The concept of immune reconstitution inflammatory syndrome (IRIS) has recently been applied to patients with non-HIV infection with immune fluctuations. However, quantitative criteria to diagnose non-HIV IRIS have not been established. Similarly, immune-related adverse events (irAEs) caused by immune checkpoint inhibitors (ICIs) are also caused by immune fluctuations. No study has directly compared the immunological indicators of non-HIV IRIS and irAEs. Thus, we investigated whether irAEs can be included in non-HIV IRIS. We aimed to search for diagnostic biomarkers for non-HIV IRIS and to compare the immunopathogenesis of non-HIV IRIS and irAEs based on immunological indicators. We selected drug-induced hypersensitivity syndrome/drug reaction with eosinophilia and systemic symptoms (DIHS/DRESS) and dipeptidyl peptidase-4 inhibitor-associated bullous pemphigoid (DPP4i-BP) as underlying diseases of non-HIV IRIS. Blood cell counts, cytokines or chemokines, and herpesvirus-derived DNA in saliva were quantified and compared between IRIS/irAE-positive and -negative as well as non-HIV IRIS and irAEs groups. The DPP4i-BP group had a shorter incubation time to IRIS onset than the DIHS/DRESS group; the irAE group had a longer incubation time than the DIHS/DRESS group.
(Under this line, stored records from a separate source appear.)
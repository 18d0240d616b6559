//! # Sale Transaction Service
//!
//! The workflow the sale screen drives: accumulate a cart, validate payment,
//! and commit the sale with its stock decrements as one atomic unit.
//!
//! ## Checkout Flow
//! ```text
//! ┌─────────────────────────────────────────────────────────────────────────┐
//! │                      Checkout Flow                                      │
//! │                                                                         │
//! │  add_to_cart(medicine_id, qty)                                          │
//! │       │  look up price, freeze it on the line                           │
//! │       ▼                                                                 │
//! │  Cart ──────────► running total back to the caller                      │
//! │       │                                                                 │
//! │  checkout("Rp 20.000")                                                  │
//! │       │                                                                 │
//! │       ├── parse_rupiah ────────────► ValidationError (cart kept)        │
//! │       ├── empty cart ──────────────► Ok(None), nothing written          │
//! │       ├── cart.settle(tendered) ───► InsufficientPayment (cart kept)    │
//! │       ▼                                                                 │
//! │  SaleRepository::record_sale  ← ONE transaction:                        │
//! │       │                         sale row + line rows + stock decrements │
//! │       ├── failure ─────────────────► rollback, cart kept                │
//! │       ▼                                                                 │
//! │  cart.clear()  ← success only                                           │
//! │       ▼                                                                 │
//! │  Receipt { sale, lines }                                                │
//! └─────────────────────────────────────────────────────────────────────────┘
//! ```

use serde::Serialize;
use tracing::{debug, info};

use apotek_core::{
    validation::{parse_rupiah, validate_quantity},
    Cart, CartLine, CoreError, Medicine, Money, Purchase, PurchaseDraft, RestockItem, Sale,
    SaleLine, StockPolicy,
};
use apotek_db::Database;

use crate::config::PosConfig;
use crate::error::PosResult;

// =============================================================================
// Receipt
// =============================================================================

/// What a successful checkout hands back for the receipt view.
#[derive(Debug, Clone, Serialize)]
pub struct Receipt {
    /// The persisted sale (total, tendered, change, timestamp).
    pub sale: Sale,
    /// One line per cart line, as persisted.
    pub lines: Vec<SaleLine>,
}

impl Receipt {
    /// Change to hand back to the customer.
    #[inline]
    pub fn change(&self) -> Money {
        self.sale.change
    }
}

// =============================================================================
// Sale Transaction Service
// =============================================================================

/// Accumulates a cart, validates payment, and commits sales and restocks
/// against the store.
///
/// One service instance serves one register. The cart is plain owned state:
/// the register is single-user and exactly one checkout is ever in flight.
#[derive(Debug)]
pub struct SaleService {
    db: Database,
    cart: Cart,
    policy: StockPolicy,
}

impl SaleService {
    /// Creates a service over an open database with the default stock policy.
    pub fn new(db: Database) -> Self {
        SaleService::with_policy(db, StockPolicy::default())
    }

    /// Creates a service with an explicit stock policy.
    pub fn with_policy(db: Database, policy: StockPolicy) -> Self {
        SaleService {
            db,
            cart: Cart::new(),
            policy,
        }
    }

    /// Opens the configured database and creates a service over it.
    pub async fn connect(config: &PosConfig) -> PosResult<Self> {
        let db = Database::new(config.db_config()).await?;
        Ok(SaleService::with_policy(db, config.stock_policy))
    }

    /// The stock policy this service checks out under.
    pub fn policy(&self) -> StockPolicy {
        self.policy
    }

    /// Read access to the cart being assembled.
    pub fn cart(&self) -> &Cart {
        &self.cart
    }

    /// Running total of the cart.
    pub fn total(&self) -> Money {
        self.cart.total()
    }

    /// The database handle, for read paths the sale screen needs directly
    /// (medicine listing, sale history, dashboard numbers).
    pub fn db(&self) -> &Database {
        &self.db
    }

    // -------------------------------------------------------------------------
    // Cart operations
    // -------------------------------------------------------------------------

    /// Adds a medicine to the cart and returns the updated running total.
    ///
    /// The medicine's current price is looked up and frozen on the line.
    /// No stock check happens here; under [`StockPolicy::Block`] the check
    /// runs inside the checkout transaction, where it is authoritative.
    ///
    /// ## Errors
    /// - [`CoreError::MedicineNotFound`] for an unknown id
    /// - `ValidationError` for a non-positive or oversized quantity
    pub async fn add_to_cart(&mut self, medicine_id: i64, quantity: i64) -> PosResult<Money> {
        validate_quantity(quantity).map_err(CoreError::from)?;

        let medicine: Medicine = self
            .db
            .medicines()
            .get_by_id(medicine_id)
            .await?
            .ok_or(CoreError::MedicineNotFound(medicine_id))?;

        let total = self
            .cart
            .add_line(CartLine::from_medicine(&medicine, quantity))?;

        debug!(
            medicine = %medicine.name,
            quantity,
            total = %total,
            "Added to cart"
        );

        Ok(total)
    }

    /// Discards the cart without writing anything.
    pub fn cancel(&mut self) {
        debug!(lines = self.cart.line_count(), "Cart cancelled");
        self.cart.clear();
    }

    // -------------------------------------------------------------------------
    // Checkout
    // -------------------------------------------------------------------------

    /// Checks out the cart against raw pay-field input.
    ///
    /// Parses the tendered amount (`ValidationError` on malformed input,
    /// cart preserved), then proceeds as [`checkout_amount`](Self::checkout_amount).
    pub async fn checkout(&mut self, tendered_input: &str) -> PosResult<Option<Receipt>> {
        let tendered = parse_rupiah(tendered_input).map_err(CoreError::from)?;
        self.checkout_amount(tendered).await
    }

    /// Checks out the cart against an already-parsed tendered amount.
    ///
    /// ## Behavior
    /// - Empty cart: a no-op; returns `Ok(None)` and writes nothing
    /// - `tendered < total`: [`CoreError::InsufficientPayment`]; no writes,
    ///   cart preserved
    /// - Otherwise: persists the sale, its lines and the stock decrements in
    ///   one transaction, clears the cart, and returns the receipt
    ///
    /// The cart is cleared on success ONLY. Every failure path leaves it
    /// intact for a retry.
    pub async fn checkout_amount(&mut self, tendered: Money) -> PosResult<Option<Receipt>> {
        if self.cart.is_empty() {
            debug!("Checkout on empty cart ignored");
            return Ok(None);
        }

        let draft = self.cart.settle(tendered)?;
        let sale = self.db.sales().record_sale(&draft, self.policy).await?;

        let lines = draft
            .lines
            .iter()
            .map(|l| SaleLine {
                sale_id: sale.id,
                medicine_id: l.medicine_id,
                quantity: l.quantity,
                subtotal: l.subtotal,
            })
            .collect();

        self.cart.clear();

        info!(
            sale_id = %sale.id,
            total = %sale.total,
            change = %sale.change,
            "Checkout complete"
        );

        Ok(Some(Receipt { sale, lines }))
    }

    // -------------------------------------------------------------------------
    // Restocking
    // -------------------------------------------------------------------------

    /// Records a restocking purchase: one purchase row plus a stock increment
    /// per item, committed atomically.
    ///
    /// The purchase total is the sum of the items' costs.
    pub async fn record_restock(
        &self,
        supplier_id: Option<i64>,
        items: Vec<RestockItem>,
    ) -> PosResult<Purchase> {
        for item in &items {
            validate_quantity(item.quantity).map_err(CoreError::from)?;
        }

        let draft = PurchaseDraft::from_items(supplier_id, items);
        let purchase = self.db.purchases().record_purchase(&draft).await?;

        info!(
            purchase_id = %purchase.id,
            total = %purchase.total,
            "Restock recorded"
        );

        Ok(purchase)
    }
}
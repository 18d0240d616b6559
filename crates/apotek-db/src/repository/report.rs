//! # Report Repository
//!
//! Read-only aggregates behind the dashboard. Rendering (charts, progress
//! bars, documents) is a presentation concern and lives outside this crate;
//! these queries only produce the numbers.

use chrono::{NaiveDate, Utc};
use sqlx::SqlitePool;

use crate::error::DbResult;
use apotek_core::{Money, LOW_STOCK_THRESHOLD};

// =============================================================================
// Read Models
// =============================================================================

/// The dashboard's headline numbers.
#[derive(Debug, Clone, PartialEq, Eq)]
pub struct DashboardSummary {
    pub medicine_count: i64,
    pub supplier_count: i64,
    pub sale_count: i64,
    /// Revenue recorded today (sum of sale totals).
    pub revenue_today: Money,
}

/// A medicine running low on stock.
#[derive(Debug, Clone, sqlx::FromRow)]
pub struct LowStockMedicine {
    pub name: String,
    pub stock: i64,
}

/// Revenue bucketed by calendar day.
#[derive(Debug, Clone, sqlx::FromRow)]
pub struct DailyRevenue {
    pub day: NaiveDate,
    pub total: Money,
}

// =============================================================================
// Repository
// =============================================================================

/// Repository for dashboard aggregates.
#[derive(Debug, Clone)]
pub struct ReportRepository {
    pool: SqlitePool,
}

impl ReportRepository {
    /// Creates a new ReportRepository.
    pub fn new(pool: SqlitePool) -> Self {
        ReportRepository { pool }
    }

    /// Computes the dashboard's headline numbers.
    pub async fn dashboard_summary(&self) -> DbResult<DashboardSummary> {
        let medicine_count: i64 = sqlx::query_scalar("SELECT COUNT(*) FROM medicines")
            .fetch_one(&self.pool)
            .await?;

        let supplier_count: i64 = sqlx::query_scalar("SELECT COUNT(*) FROM suppliers")
            .fetch_one(&self.pool)
            .await?;

        let sale_count: i64 = sqlx::query_scalar("SELECT COUNT(*) FROM sales")
            .fetch_one(&self.pool)
            .await?;

        // SUM over zero rows is NULL, hence the Option
        let revenue_today: Option<i64> = sqlx::query_scalar(
            "SELECT SUM(total_harga) FROM sales WHERE date(tanggal) = ?1",
        )
        .bind(Utc::now().date_naive())
        .fetch_one(&self.pool)
        .await?;

        Ok(DashboardSummary {
            medicine_count,
            supplier_count,
            sale_count,
            revenue_today: Money::from_rupiah(revenue_today.unwrap_or(0)),
        })
    }

    /// Lists the medicines with the lowest stock below the threshold.
    ///
    /// ## Arguments
    /// * `limit` - How many entries the dashboard shows (3 on the legacy
    ///   layout)
    pub async fn low_stock(&self, limit: u32) -> DbResult<Vec<LowStockMedicine>> {
        self.low_stock_below(LOW_STOCK_THRESHOLD, limit).await
    }

    /// Same as [`low_stock`](Self::low_stock) with an explicit threshold.
    pub async fn low_stock_below(
        &self,
        threshold: i64,
        limit: u32,
    ) -> DbResult<Vec<LowStockMedicine>> {
        let medicines = sqlx::query_as::<_, LowStockMedicine>(
            "SELECT nama_obat AS name, stok AS stock \
             FROM medicines WHERE stok < ?1 ORDER BY stok ASC LIMIT ?2",
        )
        .bind(threshold)
        .bind(limit)
        .fetch_all(&self.pool)
        .await?;

        Ok(medicines)
    }

    /// Revenue per calendar day over the most recent `days` days that have
    /// sales, oldest first (the dashboard chart's data series).
    ///
    /// Zero-total sales are excluded, matching the legacy aggregation.
    pub async fn daily_revenue(&self, days: u32) -> DbResult<Vec<DailyRevenue>> {
        let mut buckets = sqlx::query_as::<_, DailyRevenue>(
            "SELECT date(tanggal) AS day, SUM(total_harga) AS total \
             FROM sales WHERE total_harga > 0 \
             GROUP BY date(tanggal) ORDER BY day DESC LIMIT ?1",
        )
        .bind(days)
        .fetch_all(&self.pool)
        .await?;

        // Chronological order for plotting
        buckets.reverse();
        Ok(buckets)
    }
}

// =============================================================================
// Unit Tests
// =============================================================================

#[cfg(test)]
mod tests {
    use crate::pool::{Database, DbConfig};
    use apotek_core::{
        Money, NewMedicine, NewSupplier, SaleDraft, SaleLineDraft, StockPolicy,
    };

    async fn test_db() -> Database {
        Database::new(DbConfig::in_memory()).await.unwrap()
    }

    async fn seed_and_sell(db: &Database, price: i64, stock: i64) {
        let medicine = db
            .medicines()
            .insert(&NewMedicine {
                name: "Paracetamol 500mg".to_string(),
                category: "Analgesik".to_string(),
                unit: "Strip".to_string(),
                stock,
                price: Money::from_rupiah(price),
                status: None,
            })
            .await
            .unwrap();

        let draft = SaleDraft {
            total: Money::from_rupiah(price),
            tendered: Money::from_rupiah(price),
            change: Money::zero(),
            lines: vec![SaleLineDraft {
                medicine_id: medicine.id,
                quantity: 1,
                subtotal: Money::from_rupiah(price),
            }],
        };
        db.sales()
            .record_sale(&draft, StockPolicy::Block)
            .await
            .unwrap();
    }

    #[tokio::test]
    async fn test_summary_counts_and_revenue() {
        let db = test_db().await;

        db.suppliers()
            .insert(&NewSupplier {
                name: "PT Kimia Farma".to_string(),
                address: String::new(),
                phone: String::new(),
                email: String::new(),
            })
            .await
            .unwrap();
        seed_and_sell(&db, 10_000, 5).await;

        let summary = db.reports().dashboard_summary().await.unwrap();
        assert_eq!(summary.medicine_count, 1);
        assert_eq!(summary.supplier_count, 1);
        assert_eq!(summary.sale_count, 1);
        // The sale was recorded just now, so it counts as today's revenue
        assert_eq!(summary.revenue_today, Money::from_rupiah(10_000));
    }

    #[tokio::test]
    async fn test_summary_on_empty_store() {
        let db = test_db().await;

        let summary = db.reports().dashboard_summary().await.unwrap();
        assert_eq!(summary.medicine_count, 0);
        assert_eq!(summary.sale_count, 0);
        assert!(summary.revenue_today.is_zero());
    }

    #[tokio::test]
    async fn test_low_stock_sorted_ascending() {
        let db = test_db().await;
        let repo = db.medicines();

        for (name, stock) in [("A", 40), ("B", 5), ("C", 70), ("D", 12)] {
            repo.insert(&NewMedicine {
                name: name.to_string(),
                category: String::new(),
                unit: String::new(),
                stock,
                price: Money::from_rupiah(1_000),
                status: None,
            })
            .await
            .unwrap();
        }

        let low = db.reports().low_stock(3).await.unwrap();
        // C (70) is above the threshold; the rest come back lowest-first
        let names: Vec<_> = low.iter().map(|m| m.name.as_str()).collect();
        assert_eq!(names, ["B", "D", "A"]);
        assert_eq!(low[0].stock, 5);
    }

    #[tokio::test]
    async fn test_daily_revenue_sums_todays_sales() {
        let db = test_db().await;

        seed_and_sell(&db, 10_000, 5).await;
        seed_and_sell(&db, 2_500, 5).await;

        let series = db.reports().daily_revenue(7).await.unwrap();
        // Both sales land in today's bucket
        assert_eq!(series.len(), 1);
        assert_eq!(series[0].total, Money::from_rupiah(12_500));
        assert_eq!(series[0].day, chrono::Utc::now().date_naive());
    }
}
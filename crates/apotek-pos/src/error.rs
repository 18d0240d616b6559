//! # Service Error Type
//!
//! Unified error type for the Sale Transaction Service.
//!
//! ## Error Handling Strategy
//! ```text
//! ┌─────────────────────────────────────────────────────────────────────────┐
//! │                  Error Flow in Apotek POS                               │
//! │                                                                         │
//! │  ValidationError ──┐                                                    │
//! │                    ├──► CoreError ──┐                                   │
//! │  business rules ───┘                ├──► PosError ──► caller            │
//! │                                     │                                   │
//! │  DbError (incl. InsufficientStock) ─┘                                   │
//! │                                                                         │
//! │  Recoverable errors (bad input, underpayment, oversell) leave the       │
//! │  cart untouched so the cashier can retry. Store failures do too, but    │
//! │  the caller should treat them as fatal for this checkout attempt.       │
//! └─────────────────────────────────────────────────────────────────────────┘
//! ```

use thiserror::Error;

use apotek_core::{CoreError, ValidationError};
use apotek_db::DbError;

/// Error returned by the Sale Transaction Service.
#[derive(Debug, Error)]
pub enum PosError {
    /// Business rule violation (validation, underpayment, cart limits).
    #[error(transparent)]
    Core(#[from] CoreError),

    /// Persistence failure, or a stock-policy rejection raised inside the
    /// checkout transaction.
    #[error(transparent)]
    Db(#[from] DbError),
}

impl From<ValidationError> for PosError {
    fn from(err: ValidationError) -> Self {
        PosError::Core(CoreError::Validation(err))
    }
}

impl PosError {
    /// Whether the caller can fix the input and retry with the same cart.
    ///
    /// Validation errors, underpayment and stock-policy rejections are
    /// recoverable: nothing was written and the cart is preserved. Every
    /// other store failure means the checkout attempt itself failed and the
    /// store should be checked before retrying.
    pub fn is_recoverable(&self) -> bool {
        match self {
            PosError::Core(_) => true,
            PosError::Db(DbError::InsufficientStock { .. }) => true,
            PosError::Db(_) => false,
        }
    }
}

/// Result type for service operations.
pub type PosResult<T> = Result<T, PosError>;

// =============================================================================
// Unit Tests
// =============================================================================

#[cfg(test)]
mod tests {
    use super::*;
    use apotek_core::Money;

    #[test]
    fn test_payment_errors_are_recoverable() {
        let err: PosError = CoreError::InsufficientPayment {
            total: Money::from_rupiah(10_000),
            tendered: Money::from_rupiah(5_000),
        }
        .into();
        assert!(err.is_recoverable());

        let err: PosError = ValidationError::Required {
            field: "uang bayar".to_string(),
        }
        .into();
        assert!(err.is_recoverable());
    }

    #[test]
    fn test_stock_rejection_is_recoverable() {
        let err: PosError = DbError::InsufficientStock {
            medicine: "Paracetamol 500mg".to_string(),
            available: 1,
            requested: 3,
        }
        .into();
        assert!(err.is_recoverable());
    }

    #[test]
    fn test_store_failures_are_not_recoverable() {
        let err: PosError = DbError::ConnectionFailed("disk full".to_string()).into();
        assert!(!err.is_recoverable());

        let err: PosError = DbError::QueryFailed("malformed".to_string()).into();
        assert!(!err.is_recoverable());
    }
}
A higher neutrophil-to-lymphocyte ratio and serum interferon gamma inducible protein 10 levels could be potential biomarkers of IRIS and irAEs onset; however, no useful cut-off values for diagnosis were indicated. Meanwhile, the transition of  regulatory T cells (Tregs) from the baseline to the onset of IRIS or irAEs differed between IRIS in DIHS/DRESS and irAEs. Only the DIHS/DRESS group showed an increase of Epstein-Bar virus (EBV) (p < 0.0001) and human herpesvirus 6 (p < 0.05) positivity in saliva at the onset of IRIS compared to that at baseline. Although non-HIV IRIS and irAEs have a small number of common immunological indicators, the dynamics of Tregs, cytokines, or chemokines and positivity of herpesvirus-derived DNA in saliva differ, suggesting that non-HIV IRIS and irAEs should remain as separate entities.